PyTorch 的 NNAPI 目前处于“原型”阶段,只支持有限范围的运算符,但我们预计随着时间的推移会巩固集成并扩展我们的运算符支持。

环境

安装 PyTorch 和 torchvision。

pip install torch==1.10.0 torchvision==0.11.1

模型准备

首先,我们必须准备我们的模型以使用 NNAPI 执行。此步骤在您的训练服务器或笔记本电脑上运行。要调用的关键转换函数是 torch.backends._nnapi.prepare.convert_model_to_nnapi,但需要采取一些额外的步骤来确保模型结构正确。最值得注意的是,为了在某些加速器上运行模型,需要对模型进行量化。

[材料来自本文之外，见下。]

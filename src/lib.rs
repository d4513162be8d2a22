// Copyright (c) Meta Platforms, Inc. and affiliates.
//
// This source code is dual-licensed under either the MIT license found in the
// LICENSE-MIT file in the root directory of this source tree or the Apache
// License, Version 2.0 found in the LICENSE-APACHE file in the root directory
// of this source tree. You may select, at your option, one of the above-listed licenses.

//! A tree-based Oblivious RAM storage engine.
//!
//! An [`ObliviousStore`] lets a client read and write fixed-size logical blocks
//! kept on an untrusted [`StorageBackend`] while hiding which block was accessed
//! and whether the access was a read or a write. Blocks live in the buckets of a
//! complete k-ary tree ([`VirtualHeap`]); every access fetches one root-to-leaf
//! path, remaps the target block to a fresh random leaf and writes the whole path
//! back, re-encrypting every slot with a fresh nonce.
//!
//! ```no_run
//! use tree_oram::{EncryptionKey, MemoryStorage, ObliviousStore, Oram, OramConfig, OramError};
//!
//! fn main() -> Result<(), OramError> {
//!     let config = OramConfig::new(2, 64, 4, 32);
//!     let storage = MemoryStorage::for_config(&config)?;
//!     let store = ObliviousStore::<MemoryStorage>::init(config, storage, EncryptionKey::generate())?;
//!     store.write(3, b"hello")?;
//!     assert_eq!(&store.read(3)?[..5], b"hello");
//!     Ok(())
//! }
//! ```

#![warn(clippy::doc_markdown, missing_docs, rustdoc::all)]

use std::num::TryFromIntError;
use thiserror::Error;

pub mod block_codec;
pub mod bucket;
pub mod config;
pub mod crypto;
pub mod oblivious_store;
pub mod position_map;
pub mod stash;
pub mod storage;
pub mod virtual_heap;

#[cfg(test)]
mod test_utils;

pub use crate::block_codec::BlockCodec;
pub use crate::bucket::{Block, Bucket};
pub use crate::config::OramConfig;
pub use crate::crypto::{Aes256GcmEncryption, AuthenticatedEncryption, EncryptionKey};
pub use crate::oblivious_store::{AuditReport, ClientState, ObliviousStore, Operation};
pub use crate::position_map::{ArrayPositionMap, PositionMap};
pub use crate::stash::Stash;
pub use crate::storage::{CountAccessesStorage, FileStorage, MemoryStorage, StorageBackend};
pub use crate::virtual_heap::VirtualHeap;

/// The numeric type used to specify the size of an ORAM block payload in bytes.
pub type BlockSize = usize;
/// The numeric type used to specify the size of an ORAM in blocks, and to index into the ORAM.
pub type Address = u64;
/// The numeric type used to specify the number of blocks in a bucket ("Z").
pub type BucketSize = usize;
/// The numeric type used to index buckets of the tree, root = 0.
pub type BucketId = u64;
/// The numeric type used to specify the depth of a bucket in the tree, root = 0.
pub type Level = u32;
/// The numeric type used to specify the number of blocks held by a stash.
pub type StashSize = usize;

/// The phase of an access during which a storage operation failed.
#[derive(Clone, Copy, Debug, PartialEq, Eq)]
pub enum AccessPhase {
    /// Formatting fresh storage with dummy buckets.
    Format,
    /// Reading the path into the stash. Failures here leave the store unchanged.
    Fetch,
    /// Writing the path back. Failures here poison the store.
    WriteBack,
}

impl std::fmt::Display for AccessPhase {
    fn fmt(&self, f: &mut std::fmt::Formatter<'_>) -> std::fmt::Result {
        match self {
            AccessPhase::Format => write!(f, "format"),
            AccessPhase::Fetch => write!(f, "fetch"),
            AccessPhase::WriteBack => write!(f, "write-back"),
        }
    }
}

/// Errors that can arise while operating an ORAM.
#[derive(Error, Debug)]
pub enum OramError {
    /// Tree arithmetic was asked about a bucket outside the tree.
    #[error("Bucket {bucket} is outside a tree of {bucket_count} buckets")]
    InvalidBucket {
        /// The offending bucket id.
        bucket: BucketId,
        /// The number of buckets in the tree.
        bucket_count: u64,
    },

    /// Authenticated decryption of a slot failed. The storage is corrupted or has been tampered with.
    #[error("Integrity check failed for slot {slot} of bucket {bucket}")]
    IntegrityError {
        /// The bucket holding the slot that failed to authenticate.
        bucket: BucketId,
        /// The slot within the bucket.
        slot: usize,
    },

    /// The stash would hold more blocks than its configured hard limit after eviction.
    #[error("Stash would hold {occupancy} blocks, above its hard limit of {limit}")]
    StashOverflow {
        /// The number of blocks the stash would hold.
        occupancy: StashSize,
        /// The configured hard limit.
        limit: StashSize,
    },

    /// An internal invariant of the access protocol was violated.
    #[error("Protocol invariant violated: {0}")]
    ProtocolInvariantError(String),

    /// The storage backend failed.
    #[error("Storage I/O error during {phase}")]
    StorageIOError {
        /// The phase of the access during which the error occurred.
        phase: AccessPhase,
        /// The underlying I/O error.
        #[source]
        source: std::io::Error,
    },

    /// The storage does not have the geometry implied by the configuration.
    #[error("Configuration mismatch: expected {expected}, found {found}")]
    ConfigMismatch {
        /// What the configuration implies.
        expected: String,
        /// What the storage actually holds.
        found: String,
    },

    /// The ORAM parameters are not valid.
    #[error("Invalid configuration: {0}")]
    InvalidConfigurationError(&'static str),

    /// Attempted to access an out-of-bounds ORAM address.
    #[error("Address {address} is out of bounds for an ORAM of {capacity} blocks")]
    AddressOutOfBoundsError {
        /// The requested address.
        address: Address,
        /// The number of addressable blocks.
        capacity: Address,
    },

    /// A previous write-back failed or an invariant was violated; the store refuses further operations.
    #[error("The store is poisoned and must be re-initialized from a trusted backup")]
    StorePoisoned,

    /// Arithmetic error encountered.
    #[error("Arithmetic error encountered.")]
    IntegerConversionError(#[from] TryFromIntError),
}

/// Represents an oblivious RAM (ORAM) mapping addresses of type `Address` to fixed-size byte payloads.
pub trait Oram {
    /// Returns the capacity in blocks of this ORAM.
    fn block_capacity(&self) -> Address;

    /// Returns the payload size in bytes of every block.
    fn block_size(&self) -> BlockSize;

    /// Performs an ORAM access.
    /// Returns the payload stored at `address` before the access.
    /// If `operation` is a write, the block's payload is replaced.
    fn access(&self, address: Address, operation: Operation) -> Result<Vec<u8>, OramError>;

    /// Obliviously reads the payload stored at `address`.
    /// Addresses that were never written read as all zeroes.
    fn read(&self, address: Address) -> Result<Vec<u8>, OramError> {
        log::debug!("ORAM read: {}", address);
        self.access(address, Operation::Read)
    }

    /// Obliviously writes `payload` at `address`, zero padded or truncated to the block size.
    /// Returns the payload previously stored at `address`.
    fn write(&self, address: Address, payload: &[u8]) -> Result<Vec<u8>, OramError> {
        log::debug!("ORAM write: {}", address);
        self.access(address, Operation::Write(payload.to_vec()))
    }
}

您可以复制/粘贴整个 Python 脚本并运行它,或进行您自己的修改。默认情况下,它会将模型保存到 ~/mobilenetv2-nnapi/。请先创建该目录。

#!/usr/bin/env python
import sys
import os
import torch
import torch.utils.bundled_inputs
import torch.utils.mobile_optimizer
import torch.backends._nnapi.prepare
import torchvision.models.quantization.mobilenet
from pathlib import Path


# This script supports 3 modes of quantization:
# - "none": Fully floating-point model.
# - "core": Quantize the core of the model, but wrap it a
#    quantizer/dequantizer pair, so the interface uses floating point.
# - "full": Quantize the model, and use quantized tensors
#   for input and output.
#
# "none" maintains maximum accuracy
# "core" sacrifices some accuracy for performance,
# but maintains the same interface.
# "full" maximized performance (with the same accuracy as "core"),
# but requires the application to use quantized tensors.
#
# There is a fourth option, not supported by this script,
# where we include the quant/dequant steps as NNAPI operators.
def make_mobilenetv2_nnapi(output_dir_path, quantize_mode):
    quantize_core, quantize_iface = {
        "none": (False, False),
        "core": (True, False),
        "full": (True, True),
    }[quantize_mode]

    model = torchvision.models.quantization.mobilenet.mobilenet_v2(pretrained=True, quantize=quantize_core)
    model.eval()

    # Fuse BatchNorm operators in the floating point model.
    # (Quantized models already have this done.)
    # Remove dropout for this inference-only use case.
    if not quantize_core:
        model.fuse_model()
    assert type(model.classifier[0]) == torch.nn.Dropout
    model.classifier[0] = torch.nn.Identity()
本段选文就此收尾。